Pendant
trois jours à compter du 22 avril, 360 élèves de seconde se retrouvent au
cinéma du théâtre de La Celle Saint-Cloud pour visionner 1:54 (2016), un
film québécois réalisé par Yan England, et échanger avec des professionnels du droit.
Cette initiative du conseil départemental de l’accès au droit (CDAD) des
Yvelines est saluée par des adolescents fortement réceptifs.
«
Une ultime question ? »,
demande Chantal Arens, première présidente honoraire de la Cour de
cassation. « Oui, s’il vous plaît, répond timidement une lycéenne à qui
l’on vient de tendre le micro. Comment le montant des amendes pour une telle
infraction et le temps d'emprisonnement sont décidés ? ». L’infraction
en question : le harcèlement scolaire, auquel est consacré la première
édition du festival du film judiciaire des Yvelines, dont le coup d’envoi a été
donné ce lundi 22 avril. Objectif : rompre le tabou autour d’un fléau qui
touche 5% des élèves du primaire, 6% des collégiens et 4% des lycéens.
Pour
l’occasion, près de 360 lycéens issus de cinq établissements et 14 classes vont
défiler au cinéma du théâtre de La Celle Saint-Cloud d’ici le 24 avril, afin
d’assister à la projection de 1:54 (2016), un film québécois réalisé par
Yan England. Le spectateur y suit le quotidien difficile de Tim – interprété
par Antoine Olivier Pilon, révélé par Mommy (2014) – un jeune homme de 16 ans
aussi brillant en sport qu’en physique-chimie, harcelé par plusieurs camarades.

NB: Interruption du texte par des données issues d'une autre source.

//! Worker configuration, read once at startup.

use crate::connection::{default_credential, default_vhost, BrokerEndpoint, DEFAULT_PORT};
use crate::dlq::DeadLetterNames;
use crate::error::WorkerError;
use crate::retry::ReconnectConfig;
use crate::topology::{QueueBinding, QueueType};
use config::{Config, Environment, Map};
use serde::Deserialize;

/// Deliveries in flight per consumer. Handlers therefore never overlap.
pub const PREFETCH_COUNT: u16 = 1;

/// What the consumer does when a handler fails with an unrecognized error.
#[derive(Debug, Clone, Copy, Default, PartialEq, Eq, Deserialize)]
#[serde(rename_all = "snake_case")]
pub enum UnrecognizedErrorPolicy {
    /// Log, dead-letter the message and keep consuming.
    #[default]
    DeadLetter,
    /// Put the message back on the queue and stop the consumer.
    Halt,
}

/// Configuration for a consumer service.
///
/// Use [`WorkerConfig::builder()`] or [`WorkerConfig::from_env()`].
#[derive(Debug, Clone, PartialEq, Eq)]
pub struct WorkerConfig {
    pub endpoint: BrokerEndpoint,
    /// The name of the queue to consume messages from.
    pub queue_name: String,
    /// The topic exchange the queue is bound to.
    pub exchange_name: String,
    /// The binding pattern, e.g. `stoa.request.*`.
    pub topic_pattern: String,
    /// A unique identifier for the consumer on this queue.
    pub consumer_tag: String,
    pub durable: bool,
    pub queue_type: QueueType,
    /// Publish unrecoverable messages to `{queue}_dlq`.
    pub dead_letter: bool,
    /// Dead-letter a message once this many deliveries have failed
    /// recoverably. Needs a queue that reports `x-delivery-count`.
    pub max_deliveries: Option<u32>,
    pub unrecognized_errors: UnrecognizedErrorPolicy,
    pub reconnect: ReconnectConfig,
}

fn default_durable() -> bool {
    true
}

fn default_port() -> u16 {
    DEFAULT_PORT
}

impl WorkerConfig {
    /// Creates a new `WorkerConfigBuilder` to start building the worker configuration.
    ///
    /// # Arguments
    /// * `queue_name` - The name of the queue to consume from.
    /// * `host` - The broker host name.
    pub fn builder(queue_name: impl Into<String>, host: impl Into<String>) -> WorkerConfigBuilder {
        WorkerConfigBuilder::new(queue_name.into(), host.into())
    }

    /// Loads the configuration from `{PREFIX}_*` environment variables.
    ///
    /// Nested fields use `__`, e.g. `WORKER_RECONNECT__MAX_DELAY_MS`.
    pub fn from_env(prefix: &str) -> Result<Self, WorkerError> {
        Self::load(Environment::with_prefix(prefix))
    }

    /// Like [`from_env`](Self::from_env), reading from `vars` instead of the
    /// process environment.
    pub fn from_env_map(prefix: &str, vars: Map<String, String>) -> Result<Self, WorkerError> {
        Self::load(Environment::with_prefix(prefix).source(Some(vars)))
    }

    fn load(source: Environment) -> Result<Self, WorkerError> {
        let raw = Config::builder()
            .add_source(source.prefix_separator("_").separator("__"))
            .build()
            .and_then(|c| c.try_deserialize::<RawWorkerConfig>())
            .map_err(|e| WorkerError::config(e.to_string()))?;
        let config = raw.into_config();
        config.validate()?;
        Ok(config)
    }

    pub fn validate(&self) -> Result<(), WorkerError> {
        self.endpoint.validate()?;
        self.binding().validate()?;
        if self.consumer_tag.trim().is_empty() {
            return Err(WorkerError::config("consumer tag must not be empty"));
        }
        if self.max_deliveries == Some(0) {
            return Err(WorkerError::config("max_deliveries must be at least 1"));
        }
        if self.reconnect.min_delay_ms == 0 {
            return Err(WorkerError::config("reconnect.min_delay_ms must be at least 1"));
        }
        if self.max_deliveries.is_some() && self.queue_type != QueueType::Quorum {
            log::warn!(
                "max_deliveries is set but queue '{}' is not a quorum queue; the limit only applies when the broker sends x-delivery-count",
                self.queue_name
            );
        }
        Ok(())
    }

    /// The topology this configuration describes.
    pub fn binding(&self) -> QueueBinding {
        let binding = QueueBinding::new(&self.exchange_name, &self.queue_name, &self.topic_pattern)
            .durable(self.durable)
            .queue_type(self.queue_type);
        if self.dead_letter {
            binding.dead_letter(DeadLetterNames::for_queue(&self.queue_name))
        } else {
            binding
        }
    }
}

/// Environment shape: everything but the host and queue name is optional
/// and falls back to the builder's defaults.
#[derive(Deserialize)]
struct RawWorkerConfig {
    host: String,
    #[serde(default = "default_port")]
    port: u16,
    #[serde(default = "default_credential")]
    username: String,
    #[serde(default = "default_credential")]
    password: String,
    #[serde(default = "default_vhost")]
    vhost: String,
    queue_name: String,
    exchange_name: Option<String>,
    topic_pattern: Option<String>,
    consumer_tag: Option<String>,
    #[serde(default = "default_durable")]
    durable: bool,
    #[serde(default)]
    queue_type: QueueType,
    #[serde(default)]
    dead_letter: bool,
    #[serde(default)]
    max_deliveries: Option<u32>,
    #[serde(default)]
    unrecognized_errors: UnrecognizedErrorPolicy,
    #[serde(default)]
    reconnect: ReconnectConfig,
}

impl RawWorkerConfig {
    fn into_config(self) -> WorkerConfig {
        let mut builder = WorkerConfig::builder(self.queue_name, self.host)
            .port(self.port)
            .credentials(self.username, self.password)
            .vhost(self.vhost)
            .durable(self.durable)
            .queue_type(self.queue_type)
            .dead_letter(self.dead_letter)
            .unrecognized_errors(self.unrecognized_errors)
            .reconnect(self.reconnect);
        if let Some(exchange_name) = self.exchange_name {
            builder = builder.exchange_name(exchange_name);
        }
        if let Some(topic_pattern) = self.topic_pattern {
            builder = builder.topic_pattern(topic_pattern);
        }
        if let Some(consumer_tag) = self.consumer_tag {
            builder = builder.consumer_tag(consumer_tag);
        }
        if let Some(max) = self.max_deliveries {
            builder = builder.max_deliveries(max);
        }
        builder.build()
    }
}

/// A builder for creating `WorkerConfig` instances.
pub struct WorkerConfigBuilder {
    queue_name: String,
    endpoint: BrokerEndpoint,
    exchange_name: Option<String>,
    topic_pattern: Option<String>,
    consumer_tag: Option<String>,
    durable: bool,
    queue_type: QueueType,
    dead_letter: bool,
    max_deliveries: Option<u32>,
    unrecognized_errors: UnrecognizedErrorPolicy,
    reconnect: Option<ReconnectConfig>,
}

impl WorkerConfigBuilder {
    fn new(queue_name: String, host: String) -> Self {
        Self {
            queue_name,
            endpoint: BrokerEndpoint::new(host, DEFAULT_PORT),
            exchange_name: None,
            topic_pattern: None,
            consumer_tag: None,
            durable: true,
            queue_type: QueueType::Classic,
            dead_letter: false,
            max_deliveries: None,
            unrecognized_errors: UnrecognizedErrorPolicy::default(),
            reconnect: None,
        }
    }

    pub fn port(mut self, port: u16) -> Self {
        self.endpoint.port = port;
        self
    }

    pub fn credentials(mut self, username: impl Into<String>, password: impl Into<String>) -> Self {
        self.endpoint = self.endpoint.credentials(username, password);
        self
    }

    pub fn vhost(mut self, vhost: impl Into<String>) -> Self {
        self.endpoint = self.endpoint.vhost(vhost);
        self
    }

    /// Replaces the whole endpoint, including the host.
    pub fn endpoint(mut self, endpoint: BrokerEndpoint) -> Self {
        self.endpoint = endpoint;
        self
    }

    /// Sets a custom exchange name.
    /// Defaults to `{queue_name}_exchange` if not set.
    pub fn exchange_name(mut self, exchange_name: impl Into<String>) -> Self {
        self.exchange_name = Some(exchange_name.into());
        self
    }

    /// Sets the binding pattern.
    /// Defaults to `{queue_name}.request.*` if not set.
    pub fn topic_pattern(mut self, topic_pattern: impl Into<String>) -> Self {
        self.topic_pattern = Some(topic_pattern.into());
        self
    }

    /// Sets a custom consumer tag.
    /// Defaults to `{queue_name}_consumer` if not set.
    pub fn consumer_tag(mut self, consumer_tag: impl Into<String>) -> Self {
        self.consumer_tag = Some(consumer_tag.into());
        self
    }

    pub fn durable(mut self, durable: bool) -> Self {
        self.durable = durable;
        self
    }

    pub fn queue_type(mut self, queue_type: QueueType) -> Self {
        self.queue_type = queue_type;
        self
    }

    /// Declares `{queue}_dlx`/`{queue}_dlq` and publishes dead letters there.
    pub fn dead_letter(mut self, enabled: bool) -> Self {
        self.dead_letter = enabled;
        self
    }

    pub fn max_deliveries(mut self, max: u32) -> Self {
        self.max_deliveries = Some(max);
        self
    }

    pub fn unrecognized_errors(mut self, policy: UnrecognizedErrorPolicy) -> Self {
        self.unrecognized_errors = policy;
        self
    }

    /// Sets the reconnect backoff.
    /// Defaults to `ReconnectConfig::default()`.
    pub fn reconnect(mut self, reconnect: ReconnectConfig) -> Self {
        self.reconnect = Some(reconnect);
        self
    }

    /// Builds the final `WorkerConfig`, applying defaults for any unset options.
    pub fn build(self) -> WorkerConfig {
        let queue_name = self.queue_name;
        WorkerConfig {
            exchange_name: self.exchange_name.unwrap_or_else(|| format!("{}_exchange", queue_name)),
            topic_pattern: self.topic_pattern.unwrap_or_else(|| format!("{}.request.*", queue_name)),
            consumer_tag: self.consumer_tag.unwrap_or_else(|| format!("{}_consumer", queue_name)),
            reconnect: self.reconnect.unwrap_or_default(),
            endpoint: self.endpoint,
            durable: self.durable,
            queue_type: self.queue_type,
            dead_letter: self.dead_letter,
            max_deliveries: self.max_deliveries,
            unrecognized_errors: self.unrecognized_errors,
            queue_name,
        }
    }
}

Pour la séance du lundi, suivi d’un débat avec des professionnels du droit, six
classes sont présentes.
«
Cet évènement était pensé pour les élèves de seconde, mais on y a quand même
mis nos CAP entrants parce qu'on a considéré que c’était important pour eux :
on a eu des cas de harcèlement dans ces classes », indique Inès Tomasik, professeure
documentaliste au lycée professionnel Lucien-René Duchesne, à La Celle
Saint-Cloud.
« Allez
voir qui vous voulez »
Malgré
quelques commentaires et rires embarrassés çà et là lors des scènes
homosexuelles, les élèves se sont montrés attentifs au film. « Je l’ai
trouvé bien, témoigne Gaspard, 14 ans, étudiant en seconde. On ressent
bien ce que le personnage principal traverse, on comprend sa situation,
pourquoi il est isolé, pourquoi ça lui arrive : on arrive à se mettre à sa
place ». Ce mot revient : « l’isolement ».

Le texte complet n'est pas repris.